AO: The writing is so personal and yet in reading it, except for half a phrase, you would not know about the work you do day to day [as an academic researching HIV]. How much did that inform the piece?
AM: A lot of my work is about sexual autonomy and my whole dissertation is about HIV criminalization. I interviewed people who have been criminalized, who are now sex offenders, whose lives have totally been destroyed by the Canadian criminal justice system, all because they have HIV. It's very important to the piece.
AO: Since it was published, have there been criticisms? Was there like a wild pitchfork moment?
AM: There were a couple of pitchfork moments, yeah. I was worried about some people reacting like I wanted to take their PrEP away. And that's not what the piece is about, but there was some Twitter freakout at me—or at the piece—and kind of shaming people in the piece like Ted Kerr, who I quoted as saying, "I'm an HIV negative man who doesn't take PrEP." I think some of the negative reactions were people projecting the kind of dichotomy that I just mentioned onto the piece, when I don't think that was there. We tried to be quite delicate. I am pretty obvious in my disdain for the PrEP rhetoric in the piece. And I kind of maybe wish that had been toned down a little bit, but also, I don't really care.
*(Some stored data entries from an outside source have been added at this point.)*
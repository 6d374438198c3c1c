//! Price records, sources and observations

use super::error::ValidationError;
use chrono::NaiveDate;
use serde::{Deserialize, Serialize};
use std::fmt::Display;
use std::str::FromStr;

#[derive(Debug, Clone, Copy, PartialEq, Eq, Hash, Ord, PartialOrd, Serialize, Deserialize)]
#[serde(rename_all = "lowercase")]
pub enum Source {
    Ft,
    Fundsquare,
    #[serde(other)]
    Unknown,
}

impl Source {
    pub fn as_str(&self) -> &'static str {
        match self {
            Source::Ft => "ft",
            Source::Fundsquare => "fundsquare",
            Source::Unknown => "unknown",
        }
    }
}

impl Display for Source {
    fn fmt(&self, f: &mut std::fmt::Formatter<'_>) -> std::fmt::Result {
        write!(f, "{}", self.as_str())
    }
}

impl FromStr for Source {
    type Err = ValidationError;

    fn from_str(s: &str) -> Result<Self, Self::Err> {
        match s.to_lowercase().as_str() {
            "ft" => Ok(Source::Ft),
            "fundsquare" => Ok(Source::Fundsquare),
            "unknown" => Ok(Source::Unknown),
            _ => Err(ValidationError::InvalidSource {
                value: s.to_string(),
            }),
        }
    }
}

/// Authority rank of each source, higher wins. `unknown` is always 0.
#[derive(Debug, Clone, Copy, PartialEq, Eq, Serialize, Deserialize)]
pub struct SourcePriority {
    pub ft: u32,
    pub fundsquare: u32,
}

impl Default for SourcePriority {
    fn default() -> Self {
        Self {
            ft: 20,
            fundsquare: 10,
        }
    }
}

impl SourcePriority {
    pub fn new(ft: u32, fundsquare: u32) -> Result<Self, ValidationError> {
        let priority = Self { ft, fundsquare };
        priority.validate()?;
        Ok(priority)
    }

    /// Ranks must form a total order: known sources above `unknown` and never tied.
    pub fn validate(&self) -> Result<(), ValidationError> {
        if self.ft == 0 || self.fundsquare == 0 || self.ft == self.fundsquare {
            return Err(ValidationError::InvalidPriority {
                ft: self.ft,
                fundsquare: self.fundsquare,
            });
        }
        Ok(())
    }

    pub fn rank(&self, source: Source) -> u32 {
        match source {
            Source::Ft => self.ft,
            Source::Fundsquare => self.fundsquare,
            Source::Unknown => 0,
        }
    }
}

/// A candidate price reading for one instrument and date.
#[derive(Debug, Clone, PartialEq)]
pub struct Observation {
    pub close: f64,
    pub source: Source,
    pub source_timestamp_ms: Option<i64>,
}

impl Observation {
    pub fn new(close: f64, source: Source) -> Self {
        Self {
            close,
            source,
            source_timestamp_ms: None,
        }
    }

    pub fn with_source_timestamp(mut self, timestamp_ms: i64) -> Self {
        self.source_timestamp_ms = Some(timestamp_ms);
        self
    }
}

/// An observation already resolved to its trading date by the adapter.
#[derive(Debug, Clone, PartialEq)]
pub struct DatedObservation {
    pub date: NaiveDate,
    pub observation: Observation,
}

#[derive(Debug, Clone, PartialEq, Serialize, Deserialize)]
pub struct PriceRecord {
    pub date: NaiveDate,
    pub close: f64,
    pub source: Source,
    #[serde(default)]
    pub source_timestamp_ms: Option<i64>,
    pub saved_at_ms: i64,
    pub updated_at_ms: i64,
    #[serde(default)]
    pub previous_source: Option<Source>,
    #[serde(default)]
    pub previous_close: Option<f64>,
}

impl PriceRecord {
    /// Builds the record that replaces `existing` (if any) with `candidate` at `now_ms`.
    /// `saved_at_ms` is carried over from the replaced record.
    pub fn replacing(
        existing: Option<&PriceRecord>,
        date: NaiveDate,
        candidate: &Observation,
        now_ms: i64,
    ) -> Self {
        Self {
            date,
            close: candidate.close,
            source: candidate.source,
            source_timestamp_ms: candidate.source_timestamp_ms,
            saved_at_ms: existing.map_or(now_ms, |prev| prev.saved_at_ms),
            updated_at_ms: now_ms,
            previous_source: existing.map(|prev| prev.source),
            previous_close: existing.map(|prev| prev.close),
        }
    }

    pub fn point(&self) -> PricePoint {
        PricePoint {
            date: self.date,
            close: self.close,
        }
    }
}

/// The downstream view of a series entry.
#[derive(Debug, Clone, Copy, PartialEq, Serialize, Deserialize)]
pub struct PricePoint {
    pub date: NaiveDate,
    pub close: f64,
}

pub const DATE_FORMAT: &str = "%Y-%m-%d";

/// Parses a strict `YYYY-MM-DD` calendar date.
pub fn parse_date(value: &str) -> Result<NaiveDate, ValidationError> {
    let bytes = value.as_bytes();
    let well_formed = bytes.len() == 10
        && bytes[4] == b'-'
        && bytes[7] == b'-'
        && bytes
            .iter()
            .enumerate()
            .all(|(i, b)| i == 4 || i == 7 || b.is_ascii_digit());
    if !well_formed {
        return Err(ValidationError::InvalidDate {
            value: value.to_string(),
        });
    }
    NaiveDate::parse_from_str(value, DATE_FORMAT).map_err(|_| ValidationError::InvalidDate {
        value: value.to_string(),
    })
}

/// Checks an instrument code. `/` is reserved as the storage key separator.
pub fn validate_instrument(code: &str) -> Result<&str, ValidationError> {
    if code.is_empty() {
        return Err(ValidationError::EmptyInstrument);
    }
    if let Some(ch) = code
        .chars()
        .find(|c| c.is_whitespace() || c.is_control() || *c == '/')
    {
        return Err(ValidationError::InvalidInstrumentChar {
            code: code.to_string(),
            ch,
        });
    }
    Ok(code)
}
AO: It's funny that you say that, because I didn't find that at all. I felt like the controlling energy was sort of like a low, low-grade anxiety. It was very good about putting its hands on the pressure points of the issue and just being like, “Have you thought about this?”But other than this sort of gesture at the end of this utopian conversation, I don't know what your prescriptions are. What is your utopia here? I'm not asking for solutions, but what would you like to see corrected?
AM: I was talking to someone about that, because I do make a gesture towards the past—or a bunch of gestures— because I'm kind of stuck in the past.
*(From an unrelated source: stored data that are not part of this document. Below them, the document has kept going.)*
//! One adapter run over every tracked fund

use super::book::PriceBook;
use super::config::Fund;
use super::health::HealthRecorder;
use super::price::{DatedObservation, Source};
use super::source::PriceSource;
use anyhow::{Context, Result};
use std::time::Duration;
use tracing::{debug, error, info, warn};

/// Counts for one fund.
#[derive(Debug, Clone, Default, PartialEq, Eq)]
pub struct FundUpdate {
    pub fetched: usize,
    pub updated: usize,
    pub new_dates: usize,
    /// Observations refused as invalid input.
    pub invalid: usize,
    pub evicted: usize,
}

/// The result of one fund. Counts cover everything written before a failure.
#[derive(Debug)]
pub struct FundOutcome {
    pub isin: String,
    pub update: FundUpdate,
    pub error: Option<String>,
}

impl FundOutcome {
    pub fn is_success(&self) -> bool {
        self.error.is_none()
    }
}

#[derive(Debug)]
pub struct RunSummary {
    pub source: Source,
    pub funds: Vec<FundOutcome>,
}

impl RunSummary {
    pub fn success_count(&self) -> usize {
        self.funds.iter().filter(|f| f.is_success()).count()
    }

    pub fn total(&self) -> usize {
        self.funds.len()
    }

    pub fn updated(&self) -> usize {
        self.funds.iter().map(|f| f.update.updated).sum()
    }

    pub fn new_dates(&self) -> usize {
        self.funds.iter().map(|f| f.update.new_dates).sum()
    }

    /// Nothing at all could be updated from the source.
    pub fn is_total_failure(&self) -> bool {
        self.success_count() == 0
    }
}

async fn apply_observations(
    fund: &Fund,
    observations: &[DatedObservation],
    book: &PriceBook,
    update: &mut FundUpdate,
) -> Result<()> {
    for DatedObservation { date, observation } in observations {
        match book.upsert(&fund.isin, *date, observation).await {
            Ok(outcome) => {
                if outcome.changed {
                    update.updated += 1;
                }
                if outcome.inserted_new_date {
                    update.new_dates += 1;
                }
                update.evicted += outcome.evicted.len();
            }
            Err(err) if !err.is_storage() => {
                warn!(isin = %fund.isin, %date, "Skipping observation: {err}");
                update.invalid += 1;
            }
            Err(err) => {
                return Err(err).with_context(|| {
                    format!("Failed to store price for {} on {date}", fund.isin)
                });
            }
        }
    }
    Ok(())
}

/// Fetches `fund` from `source` and offers every observation to the book.
///
/// Invalid observations are skipped; a storage failure ends the fund with an
/// error, keeping whatever was already written.
pub async fn update_fund(source: &dyn PriceSource, fund: &Fund, book: &PriceBook) -> FundOutcome {
    let mut update = FundUpdate::default();
    let result = match source.fetch_observations(fund).await {
        Ok(observations) => {
            update.fetched = observations.len();
            apply_observations(fund, &observations, book, &mut update).await
        }
        Err(err) => Err(err),
    };

    let source = source.source();
    match &result {
        Ok(()) if update.updated > 0 => info!(
            %source,
            isin = %fund.isin,
            "Updated {} prices ({} new dates)",
            update.updated,
            update.new_dates
        ),
        Ok(()) => debug!(
            %source,
            isin = %fund.isin,
            "No changes, all {} prices already stored",
            update.fetched
        ),
        Err(err) => warn!(
            %source,
            isin = %fund.isin,
            updated = update.updated,
            "Update failed: {err:#}"
        ),
    }

    FundOutcome {
        isin: fund.isin.clone(),
        update,
        error: result.err().map(|e| format!("{e:#}")),
    }
}

/// Runs `source` over all `funds` in order, then records the run's health.
pub async fn run_update(
    source: &dyn PriceSource,
    funds: &[Fund],
    book: &PriceBook,
    health: &HealthRecorder,
    delay_between_funds: Duration,
) -> Result<RunSummary> {
    let name = source.source();
    info!(source = %name, funds = funds.len(), "Update started");

    let mut outcomes = Vec::with_capacity(funds.len());
    for (i, fund) in funds.iter().enumerate() {
        if i > 0 && !delay_between_funds.is_zero() {
            tokio::time::sleep(delay_between_funds).await;
        }
        outcomes.push(update_fund(source, fund, book).await);
    }

    let summary = RunSummary {
        source: name,
        funds: outcomes,
    };
    health
        .record(name, summary.success_count(), summary.total())
        .await
        .with_context(|| format!("Failed to record health for {name}"))?;

    if summary.is_total_failure() {
        error!(source = %name, "No funds were updated");
    } else {
        info!(
            source = %name,
            "Update completed: {}/{} funds, {} prices updated, {} new dates",
            summary.success_count(),
            summary.total(),
            summary.updated(),
            summary.new_dates()
        );
    }
    Ok(summary)
}

#[cfg(test)]
mod tests {
    use super::*;
    use crate::core::clock::ManualClock;
    use crate::core::price::{Observation, SourcePriority, parse_date};
    use crate::core::reconcile::Reconciler;
    use crate::core::store::RecordStore;
    use crate::store::memory::{FailingStore, MemoryStore};
    use anyhow::anyhow;
    use async_trait::async_trait;
    use std::collections::HashMap;
    use std::num::NonZeroUsize;
    use std::sync::Arc;

    struct MockSource {
        source: Source,
        prices: HashMap<String, Vec<(&'static str, f64)>>,
    }

    #[async_trait]
    impl PriceSource for MockSource {
        fn source(&self) -> Source {
            self.source
        }

        async fn fetch_observations(&self, fund: &Fund) -> Result<Vec<DatedObservation>> {
            let prices = self
                .prices
                .get(&fund.isin)
                .ok_or_else(|| anyhow!("Timeout"))?;
            Ok(prices
                .iter()
                .map(|(date, close)| DatedObservation {
                    date: parse_date(date).unwrap(),
                    observation: Observation::new(*close, self.source),
                })
                .collect())
        }
    }

    fn fund(isin: &str) -> Fund {
        Fund {
            isin: isin.to_string(),
            ft: Some(format!("{isin}:EUR")),
            fundsquare: Some("1".to_string()),
        }
    }

    fn setup() -> (PriceBook, HealthRecorder) {
        let store = Arc::new(MemoryStore::new());
        let clock = Arc::new(ManualClock::new(1_000));
        let book = PriceBook::new(
            store.clone(),
            Reconciler::new(SourcePriority::default()),
            NonZeroUsize::new(3).unwrap(),
            clock.clone(),
        );
        (book, HealthRecorder::new(store, clock))
    }

    #[tokio::test]
    async fn test_partial_failure_is_counted() {
        let (book, health) = setup();
        let source = MockSource {
            source: Source::Ft,
            prices: HashMap::from([(
                "A1".to_string(),
                vec![
                    ("2026-01-01", 1.0),
                    ("2026-01-02", 2.0),
                    ("2026-01-03", 0.0),
                ],
            )]),
        };
        let funds = [fund("A1"), fund("B2")];

        let summary = run_update(&source, &funds, &book, &health, Duration::ZERO)
            .await
            .unwrap();

        assert_eq!(summary.success_count(), 1);
        assert_eq!(summary.total(), 2);
        assert_eq!(summary.updated(), 2);
        assert_eq!(summary.new_dates(), 2);
        assert!(!summary.is_total_failure());
        assert_eq!(summary.funds[1].error.as_deref(), Some("Timeout"));

        let status = health.status().await.unwrap();
        assert_eq!(status.per_source[&Source::Ft].success_count, 1);
        assert_eq!(status.per_source[&Source::Ft].total_instruments, 2);
        assert_eq!(status.last_ok.unwrap().source, Source::Ft);
    }

    #[tokio::test]
    async fn test_total_failure_leaves_last_ok_alone() {
        let (book, health) = setup();
        let source = MockSource {
            source: Source::Fundsquare,
            prices: HashMap::new(),
        };

        let summary = run_update(&source, &[fund("A1")], &book, &health, Duration::ZERO)
            .await
            .unwrap();

        assert!(summary.is_total_failure());
        let status = health.status().await.unwrap();
        assert_eq!(status.per_source[&Source::Fundsquare].success_count, 0);
        assert!(status.last_ok.is_none());
    }

    #[tokio::test]
    async fn test_rerun_changes_nothing() {
        let (book, _) = setup();
        let source = MockSource {
            source: Source::Ft,
            prices: HashMap::from([(
                "A1".to_string(),
                vec![("2026-01-01", 1.0), ("2026-01-02", 2.0)],
            )]),
        };

        let first = update_fund(&source, &fund("A1"), &book).await;
        assert!(first.is_success());
        assert_eq!(first.update.updated, 2);

        let second = update_fund(&source, &fund("A1"), &book).await;
        assert!(second.is_success());
        assert_eq!(second.update.fetched, 2);
        assert_eq!(second.update.updated, 0);
        assert_eq!(second.update.new_dates, 0);
    }

    #[tokio::test]
    async fn test_invalid_instrument_is_skipped_not_fatal() {
        let (book, _) = setup();
        let source = MockSource {
            source: Source::Ft,
            prices: HashMap::from([("BAD CODE".to_string(), vec![("2026-01-01", 1.0)])]),
        };

        let outcome = update_fund(&source, &fund("BAD CODE"), &book).await;
        assert!(outcome.is_success());
        assert_eq!(outcome.update.invalid, 1);
        assert_eq!(outcome.update.updated, 0);
    }

    #[tokio::test]
    async fn test_retention_is_reported() {
        let (book, _) = setup();
        let source = MockSource {
            source: Source::Ft,
            prices: HashMap::from([(
                "A1".to_string(),
                vec![
                    ("2026-01-01", 1.0),
                    ("2026-01-02", 2.0),
                    ("2026-01-03", 3.0),
                    ("2026-01-04", 4.0),
                    ("2026-01-05", 5.0),
                ],
            )]),
        };

        let outcome = update_fund(&source, &fund("A1"), &book).await;
        assert_eq!(outcome.update.new_dates, 5);
        assert_eq!(outcome.update.evicted, 2);
        assert_eq!(book.series("A1").await.unwrap().len(), 3);
    }

    #[tokio::test]
    async fn test_dates_behind_a_full_window_are_not_counted() {
        let (book, _) = setup();
        let source = MockSource {
            source: Source::Ft,
            prices: HashMap::from([(
                "A1".to_string(),
                vec![
                    ("2026-01-05", 5.0),
                    ("2026-01-04", 4.0),
                    ("2026-01-03", 3.0),
                    ("2026-01-02", 2.0),
                    ("2026-01-01", 1.0),
                ],
            )]),
        };

        let first = update_fund(&source, &fund("A1"), &book).await;
        assert_eq!(first.update.updated, 3);
        assert_eq!(first.update.new_dates, 3);
        assert_eq!(first.update.evicted, 0);

        let second = update_fund(&source, &fund("A1"), &book).await;
        assert_eq!(second.update.updated, 0);
        assert_eq!(second.update.new_dates, 0);
    }

    #[tokio::test]
    async fn test_storage_failure_fails_fund_and_keeps_counts() {
        let store = Arc::new(FailingStore::after_puts(1));
        let clock = Arc::new(ManualClock::new(1_000));
        let book = PriceBook::new(
            store.clone(),
            Reconciler::new(SourcePriority::default()),
            NonZeroUsize::new(3).unwrap(),
            clock.clone(),
        );
        let health = HealthRecorder::new(Arc::new(MemoryStore::new()), clock);
        let source = MockSource {
            source: Source::Ft,
            prices: HashMap::from([(
                "A1".to_string(),
                vec![("2026-01-01", 1.0), ("2026-01-02", 2.0)],
            )]),
        };

        let summary = run_update(&source, &[fund("A1")], &book, &health, Duration::ZERO)
            .await
            .unwrap();

        let outcome = &summary.funds[0];
        assert!(!outcome.is_success());
        assert!(outcome.error.as_deref().unwrap().contains("disk full"));
        assert_eq!(outcome.update.fetched, 2);
        assert_eq!(outcome.update.updated, 1);
        assert_eq!(outcome.update.new_dates, 1);
        assert_eq!(outcome.update.invalid, 0);
        assert_eq!(summary.updated(), 1);
        assert!(summary.is_total_failure());
        assert_eq!(store.inner.list_records("A1").await.unwrap().len(), 1);

        let status = health.status().await.unwrap();
        assert_eq!(status.per_source[&Source::Ft].success_count, 0);
        assert_eq!(status.per_source[&Source::Ft].total_instruments, 1);
    }
}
AO: Yes, describing cruising as utopia is an interesting choice, I thought. I was like "Oh, that's what trying to get back to?”
AM: Sarah Schulman said that—“Alex, you're making this gesture to the past of sexual liberation amongst gay men. I just want to remind you that that came from a broader sexual movement of ‘Black is beautiful’ and feminist liberation, and it's connected to all these other things.” And the sexual anxieties that we see today are not just exclusive to gay men. We live in a corrupt society with the sexual violence that led to the MeToo movement, everyone is having fraught sexual relationships, not just gay men.
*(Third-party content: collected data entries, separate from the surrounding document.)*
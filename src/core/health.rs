//! Per-source run health and staleness

use super::clock::{Clock, iso_time};
use super::error::StoreError;
use super::price::Source;
use super::store::HealthStore;
use chrono::Duration;
use serde::{Deserialize, Serialize};
use std::collections::BTreeMap;
use std::sync::Arc;
use tracing::{debug, info};

/// Outcome of the most recent adapter run for one source.
#[derive(Debug, Clone, PartialEq, Eq, Serialize, Deserialize)]
pub struct HealthRecord {
    pub source: Source,
    pub timestamp_ms: i64,
    pub iso_time: String,
    pub success_count: usize,
    pub total_instruments: usize,
}

/// The most recent run, from any source, that updated at least one instrument.
#[derive(Debug, Clone, PartialEq, Eq, Serialize, Deserialize)]
pub struct LastOk {
    pub timestamp_ms: i64,
    pub iso_time: String,
    pub source: Source,
}

#[derive(Debug, Clone, Default, PartialEq, Eq, Serialize, Deserialize)]
pub struct HealthStatus {
    pub last_ok: Option<LastOk>,
    pub per_source: BTreeMap<Source, HealthRecord>,
}

pub struct HealthRecorder {
    store: Arc<dyn HealthStore>,
    clock: Arc<dyn Clock>,
}

impl HealthRecorder {
    pub fn new(store: Arc<dyn HealthStore>, clock: Arc<dyn Clock>) -> Self {
        Self { store, clock }
    }

    /// Overwrites the health record of `source`; moves `last_ok` only when
    /// something succeeded.
    pub async fn record(
        &self,
        source: Source,
        success_count: usize,
        total: usize,
    ) -> Result<HealthRecord, StoreError> {
        let now = self.clock.now_ms();
        let record = HealthRecord {
            source,
            timestamp_ms: now,
            iso_time: iso_time(now),
            success_count,
            total_instruments: total,
        };
        self.store.put_source(&record).await?;
        debug!(%source, success_count, total, "Recorded run health");

        if success_count > 0 {
            let last_ok = LastOk {
                timestamp_ms: now,
                iso_time: record.iso_time.clone(),
                source,
            };
            self.store.put_last_ok(&last_ok).await?;
            info!(%source, "Updated last successful run");
        }
        Ok(record)
    }

    pub async fn status(&self) -> Result<HealthStatus, StoreError> {
        self.store.load().await
    }
}

#[derive(Debug, Clone, Copy, PartialEq, Eq)]
pub enum Staleness {
    /// No run has succeeded yet.
    NoData,
    Fresh { age: Duration },
    Stale { age: Duration },
}

impl Staleness {
    pub fn is_stale(&self) -> bool {
        matches!(self, Staleness::Stale { .. })
    }
}

/// Classifies the age of `last_ok`; data is stale once its age reaches `threshold`.
pub fn check_staleness(status: &HealthStatus, now_ms: i64, threshold: Duration) -> Staleness {
    let Some(last_ok) = &status.last_ok else {
        return Staleness::NoData;
    };
    let age = Duration::milliseconds(now_ms - last_ok.timestamp_ms);
    if age >= threshold {
        Staleness::Stale { age }
    } else {
        Staleness::Fresh { age }
    }
}

/// Hours as a fractional number, for display and the alert flag.
pub fn age_hours(age: Duration) -> f64 {
    age.num_milliseconds() as f64 / (60.0 * 60.0 * 1000.0)
}

#[cfg(test)]
mod tests {
    use super::*;
    use crate::core::clock::ManualClock;
    use crate::store::memory::MemoryStore;

    const HOUR_MS: i64 = 60 * 60 * 1000;

    fn recorder(clock: Arc<ManualClock>) -> HealthRecorder {
        HealthRecorder::new(Arc::new(MemoryStore::new()), clock)
    }

    #[tokio::test]
    async fn test_failed_run_does_not_set_last_ok() {
        let clock = Arc::new(ManualClock::new(1_000));
        let health = recorder(clock);

        health.record(Source::Ft, 0, 7).await.unwrap();

        let status = health.status().await.unwrap();
        assert!(status.last_ok.is_none());
        let ft = &status.per_source[&Source::Ft];
        assert_eq!(ft.success_count, 0);
        assert_eq!(ft.total_instruments, 7);
        assert_eq!(ft.timestamp_ms, 1_000);
    }

    #[tokio::test]
    async fn test_last_ok_follows_successful_runs_only() {
        let clock = Arc::new(ManualClock::new(1_000));
        let health = recorder(Arc::clone(&clock));

        health.record(Source::Ft, 0, 7).await.unwrap();
        clock.advance(10);
        health.record(Source::Fundsquare, 3, 7).await.unwrap();

        let status = health.status().await.unwrap();
        let last_ok = status.last_ok.clone().unwrap();
        assert_eq!(last_ok.source, Source::Fundsquare);
        assert_eq!(last_ok.timestamp_ms, 1_010);

        clock.advance(10);
        health.record(Source::Ft, 0, 7).await.unwrap();

        let status = health.status().await.unwrap();
        assert_eq!(status.last_ok, Some(last_ok));
        assert_eq!(status.per_source[&Source::Ft].timestamp_ms, 1_020);
        assert_eq!(status.per_source.len(), 2);
    }

    #[tokio::test]
    async fn test_record_overwrites_previous_run() {
        let clock = Arc::new(ManualClock::new(0));
        let health = recorder(Arc::clone(&clock));

        health.record(Source::Ft, 7, 7).await.unwrap();
        clock.advance(HOUR_MS);
        let record = health.record(Source::Ft, 2, 7).await.unwrap();

        let status = health.status().await.unwrap();
        assert_eq!(status.per_source[&Source::Ft], record);
        assert_eq!(record.iso_time, "1970-01-01T01:00:00+00:00");
        assert_eq!(status.last_ok.unwrap().timestamp_ms, HOUR_MS);
    }

    #[test]
    fn test_check_staleness() {
        let threshold = Duration::hours(20);
        assert_eq!(
            check_staleness(&HealthStatus::default(), 0, threshold),
            Staleness::NoData
        );

        let status = HealthStatus {
            last_ok: Some(LastOk {
                timestamp_ms: 0,
                iso_time: iso_time(0),
                source: Source::Ft,
            }),
            per_source: BTreeMap::new(),
        };
        assert_eq!(
            check_staleness(&status, 19 * HOUR_MS, threshold),
            Staleness::Fresh {
                age: Duration::hours(19)
            }
        );
        assert!(check_staleness(&status, 20 * HOUR_MS, threshold).is_stale());
        assert!(check_staleness(&status, 30 * HOUR_MS, threshold).is_stale());
    }

    #[test]
    fn test_age_hours() {
        assert_eq!(age_hours(Duration::minutes(90)), 1.5);
    }
}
I don't think my prescription is to go back to the past. A couple of the critiques were about me romanticizing the past. And I was not trying to do that. I don't know if I have solutions, and that's what I wanted to steer clear of. The one prescription or utopia came from what Ricky Varghese said, which was that we’ve assigned too much meaning to PrEP. It could be cool if it was perceived as just one option amongst many that we can use, as opposed to this silver bullet.